Kılıçdaroğlu’nun bu açıklamaları siyasette ve medyada geniş yankı buldu.
Yine algı operasyonu
Sonra CHP’nin 38. Olağan Kurultayı ile 21. Olağanüstü Kurultayı’nın iptali için yürütülen soruşturma davaya dönüştü ve duruşma 30 Haziran’a ertelenince Nevşin Mengü, YouTube’daki programında şu iddiayı gündeme getirdi:
“Edindiğim bilgiye göre savcı, Kılıçdaroğlu’na mesaj göndererek, ‘Gelir ifadesinde kurultayda yolsuzluk yoktur, ben böyle şeyi görmedim, şahit olmadım’ derse dosyayı kapatırız demiş. Ancak Kemal Bey yine de ifade vermeye gitmemiş.”
Hukukçulara göre, “Şaibe yok” demesi CHP’ye açılan davayı kapatmaya yetmeyecekti, ama sosyal medyada birileri Kılıçdaroğlu’nu bitirmek için harekete geçti.
CHP eski lideri sosyal medyada linç edilirken, ellerindeki malzemelerden biri de şuydu:
Birileri, Kılıçdaroğlu’nun KRT canlı yayınında ‘şaibe’ açıklamasına verdiği yanıtı, sanki CHP Genel Başkanı Özgür Özel’in boykot listesinde yer alan TRT Haber’e çıkıp açıkladığına dair videoyu dolaşıma soktu.
Gerçek yerine işine gelen
“Kılıçdaroğlu, CHP’nin boykot ettiği TRT’ye çıktı” diye servis edilen videoda, TRT Haber’in logosu vardı. Kılıçdaroğlu, TRT Haber’e konuk olmadı. TRT Haber, Kılıçdaroğlu’nun KRT’deki açıklamalarını haber yaptı.
Gerçeği saptırıp algı yapanlar amaçlarına ulaştı. Birçok sosyal medya kullanıcısı o videoyu paylaşıp, CHP eski Genel Başkanı’na saydırdı.
Gelelim işin en acı tarafına...
Nevşin Mengü; NOW’da Doğan Şentürk, Deniz Zeyrek, Çiğdem Toker ve Murat Yetkin’le yaptıkları ‘Orta Sayfa’ programında şöyle dedi:
“...Sonra Kemal Bey, TRT’ye röportaj verdi ve ‘Bizim kurultayla ilgili şaibeler var bunlar araştırılsın’ dedi.”

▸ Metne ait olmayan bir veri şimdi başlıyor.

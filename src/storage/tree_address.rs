// Reads the tree address saved by the tree creation step.

use crate::error::{Result, WalletError};
use solana_program::pubkey::Pubkey;
use std::fs;
use std::io;
use std::path::Path;
use std::str::FromStr;

/// Reads a single base58 address from a plain text file.
pub fn read_tree_address(path: &Path) -> Result<Pubkey> {
    let text = match fs::read_to_string(path) {
        Ok(t) => t,
        Err(e) if e.kind() == io::ErrorKind::NotFound => {
            return Err(WalletError::NotFound(format!(
                "tree address file {}",
                path.display()
            )));
        }
        Err(e) => {
            return Err(WalletError::Io {
                path: path.display().to_string(),
                source: e,
            })
        }
    };
    parse_address(text.trim())
}

pub fn parse_address(value: &str) -> Result<Pubkey> {
    if value.is_empty() {
        return Err(WalletError::InvalidAddress {
            value: value.to_string(),
            reason: "address is empty".to_string(),
        });
    }
    Pubkey::from_str(value).map_err(|e| WalletError::InvalidAddress {
        value: value.to_string(),
        reason: e.to_string(),
    })
}
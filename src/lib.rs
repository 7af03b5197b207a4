pub mod app;
pub mod crypto;
pub mod domain;
pub mod error;
pub mod infra;
pub mod storage;
pub mod transport;

// Convenience re-exports (keeps call-sites clean)
pub use crypto::key_material::KeyMaterial;
pub use domain::lamports::Lamports;
pub use domain::shop::{InMemoryShopRepository, ShopItem, ShopRepository};
pub use domain::tree_config::TreeConfig;
pub use error::WalletError;
pub use infra::config::{ShopServerConfig, WalletConfig};
pub use infra::solana::NetworkProbe;
pub use storage::{KeySource, KeyStore, PostgresShopRepository};
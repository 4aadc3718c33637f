use crate::domain::ports::{CommandRunner, CommandSpec};
use crate::utils::error::{LayerError, Result};
use async_trait::async_trait;
use std::process::{ExitStatus, Output, Stdio};
use tokio::process::Command;

/// Runs commands on the host through `tokio::process`.
#[derive(Debug, Clone, Copy, Default)]
pub struct ProcessRunner;

impl ProcessRunner {
    pub fn new() -> Self {
        Self
    }

    fn command(spec: &CommandSpec) -> Command {
        let mut command = Command::new(&spec.program);
        command.args(&spec.args).kill_on_drop(true);
        if let Some(dir) = &spec.current_dir {
            command.current_dir(dir);
        }
        command
    }

    fn spawn_error(spec: &CommandSpec, source: std::io::Error) -> LayerError {
        LayerError::CommandSpawn {
            program: spec.program.clone(),
            source,
        }
    }
}

#[async_trait]
impl CommandRunner for ProcessRunner {
    async fn status(&self, spec: &CommandSpec) -> Result<ExitStatus> {
        tracing::debug!("Running: {}", spec);
        let status = Self::command(spec)
            .stdin(Stdio::null())
            .status()
            .await
            .map_err(|e| Self::spawn_error(spec, e))?;
        tracing::debug!("{} exited with {}", spec.program, status);
        Ok(status)
    }

    async fn output(&self, spec: &CommandSpec) -> Result<Output> {
        tracing::debug!("Running (captured): {}", spec);
        let output = Self::command(spec)
            .stdin(Stdio::null())
            .output()
            .await
            .map_err(|e| Self::spawn_error(spec, e))?;
        tracing::debug!("{} exited with {}", spec.program, output.status);
        Ok(output)
    }
}

#[cfg(all(test, unix))]
mod tests {
    use super::*;
    use tempfile::TempDir;

    #[tokio::test]
    async fn test_output_captures_stdout_in_working_directory() {
        let dir = TempDir::new().unwrap();
        let expected = dir.path().canonicalize().unwrap();
        let spec = CommandSpec::new("sh")
            .args(["-c", "pwd -P"])
            .current_dir(dir.path());

        let output = ProcessRunner::new().output(&spec).await.unwrap();

        assert!(output.status.success());
        let stdout = String::from_utf8_lossy(&output.stdout);
        assert_eq!(stdout.trim_end(), expected.to_string_lossy());
    }

    #[tokio::test]
    async fn test_status_reports_exit_code() {
        let spec = CommandSpec::new("sh").args(["-c", "exit 7"]);
        let status = ProcessRunner::new().status(&spec).await.unwrap();
        assert_eq!(status.code(), Some(7));
    }

    #[tokio::test]
    async fn test_missing_program_is_spawn_error() {
        let spec = CommandSpec::new("definitely-not-a-real-program-4f1c");
        let err = ProcessRunner::new().status(&spec).await.unwrap_err();
        assert!(matches!(err, LayerError::CommandSpawn { ref program, .. } if program == "definitely-not-a-real-program-4f1c"));
    }
}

Mengü, işine geldiği için bu yalanı satın alıp, satabilir. Beni asıl şaşırtan, oradaki habercilerin bu yalana itiraz etmemesi ve bu yanlışı düzeltmemesi oldu.
‘Yurdum insanı’ bu konudaki gerçeği bilmeyebilir, ama onların uzmanlık alanı bu... O videonun Kılıçdaroğlu’nun KRT’deki açıklamasından TRT Haber’in yaptığı haber olduğunu bilmiyorlarsa bu daha da vahim.

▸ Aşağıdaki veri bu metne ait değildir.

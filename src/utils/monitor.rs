#[cfg(feature = "cli")]
use std::sync::{Arc, Mutex};
#[cfg(feature = "cli")]
use std::time::{Duration, Instant};
#[cfg(feature = "cli")]
use sysinfo::{Pid, ProcessesToUpdate, System};

#[cfg(feature = "cli")]
#[derive(Debug, Clone)]
pub struct SystemStats {
    pub cpu_usage: f32,
    pub memory_usage_mb: u64,
    pub memory_usage_percent: f32,
    pub peak_memory_mb: u64,
    pub available_memory_mb: u64,
    pub elapsed_time: Duration,
}

/// Samples the layer-builder process and the host while a layer is being built.
///
/// CPU, memory and peak figures belong to layer-builder itself, not to the
/// native-image child. The compiler's footprint only shows up indirectly in
/// the host-wide available memory.
#[cfg(feature = "cli")]
pub struct SystemMonitor {
    system: Arc<Mutex<System>>,
    pid: Option<Pid>,
    start_time: Instant,
    peak_memory: Arc<Mutex<u64>>,
    enabled: bool,
}

#[cfg(feature = "cli")]
impl SystemMonitor {
    pub fn new(enabled: bool) -> Self {
        let mut system = System::new();
        let pid = match sysinfo::get_current_pid() {
            Ok(pid) => Some(pid),
            Err(e) => {
                tracing::warn!("Unable to determine current PID, process stats disabled: {}", e);
                None
            }
        };

        if enabled {
            system.refresh_memory();
            system.refresh_processes(ProcessesToUpdate::All, true);
        }

        Self {
            system: Arc::new(Mutex::new(system)),
            pid,
            start_time: Instant::now(),
            peak_memory: Arc::new(Mutex::new(0)),
            enabled,
        }
    }

    pub fn get_stats(&self) -> Option<SystemStats> {
        if !self.enabled {
            return None;
        }

        let mut system = self.system.lock().ok()?;
        system.refresh_memory();
        system.refresh_processes(ProcessesToUpdate::All, true);

        let total_memory = system.total_memory() / 1024 / 1024;
        let available_memory_mb = system.available_memory() / 1024 / 1024;

        let (cpu_usage, memory_mb) = match self.pid.and_then(|pid| system.process(pid)) {
            Some(process) => (process.cpu_usage(), process.memory() / 1024 / 1024),
            None => (0.0, 0),
        };
        let memory_percent = if total_memory > 0 {
            (memory_mb as f32 / total_memory as f32) * 100.0
        } else {
            0.0
        };

        let mut peak = self.peak_memory.lock().ok()?;
        if memory_mb > *peak {
            *peak = memory_mb;
        }
        let peak_memory = *peak;

        Some(SystemStats {
            cpu_usage,
            memory_usage_mb: memory_mb,
            memory_usage_percent: memory_percent,
            peak_memory_mb: peak_memory,
            available_memory_mb,
            elapsed_time: self.start_time.elapsed(),
        })
    }

    pub fn log_stats(&self, phase: &str) {
        if let Some(stats) = self.get_stats() {
            tracing::info!("{}", format_stats(phase, &stats));
        }
    }

    pub fn log_final_stats(&self) {
        if let Some(stats) = self.get_stats() {
            tracing::info!(
                "📊 Final Stats - Total Time: {:?}, layer-builder peak memory: {}MB",
                stats.elapsed_time,
                stats.peak_memory_mb
            );
        }
    }

    pub fn is_enabled(&self) -> bool {
        self.enabled
    }
}

#[cfg(feature = "cli")]
pub fn format_stats(phase: &str, stats: &SystemStats) -> String {
    format!(
        "📊 {} - layer-builder process: CPU {:.1}%, Memory {}MB ({:.1}%), Peak {}MB; \
         host available memory (includes native-image): {}MB; Time: {:?}",
        phase,
        stats.cpu_usage,
        stats.memory_usage_mb,
        stats.memory_usage_percent,
        stats.peak_memory_mb,
        stats.available_memory_mb,
        stats.elapsed_time
    )
}

#[cfg(feature = "cli")]
impl Default for SystemMonitor {
    fn default() -> Self {
        Self::new(false)
    }
}

// No-op stand-in when sysinfo is not compiled in.
#[cfg(not(feature = "cli"))]
#[derive(Default)]
pub struct SystemMonitor;

#[cfg(not(feature = "cli"))]
impl SystemMonitor {
    pub fn new(_enabled: bool) -> Self {
        Self
    }

    pub fn log_stats(&self, _phase: &str) {}

    pub fn log_final_stats(&self) {}

    pub fn is_enabled(&self) -> bool {
        false
    }
}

‘Gizli tanık’ karşıtı olan bir gazetecinin, işine geldiği zaman yalana can simidi gibi sarılması da içler acısı...
GÜNÜN SÖZÜ
“Korkarım ki bir gün teknoloji, insan iletişiminin ve yakınlaşmasının önüne geçecek ve aptal bir nesil ortaya çıkacak.” (Albert Einstein)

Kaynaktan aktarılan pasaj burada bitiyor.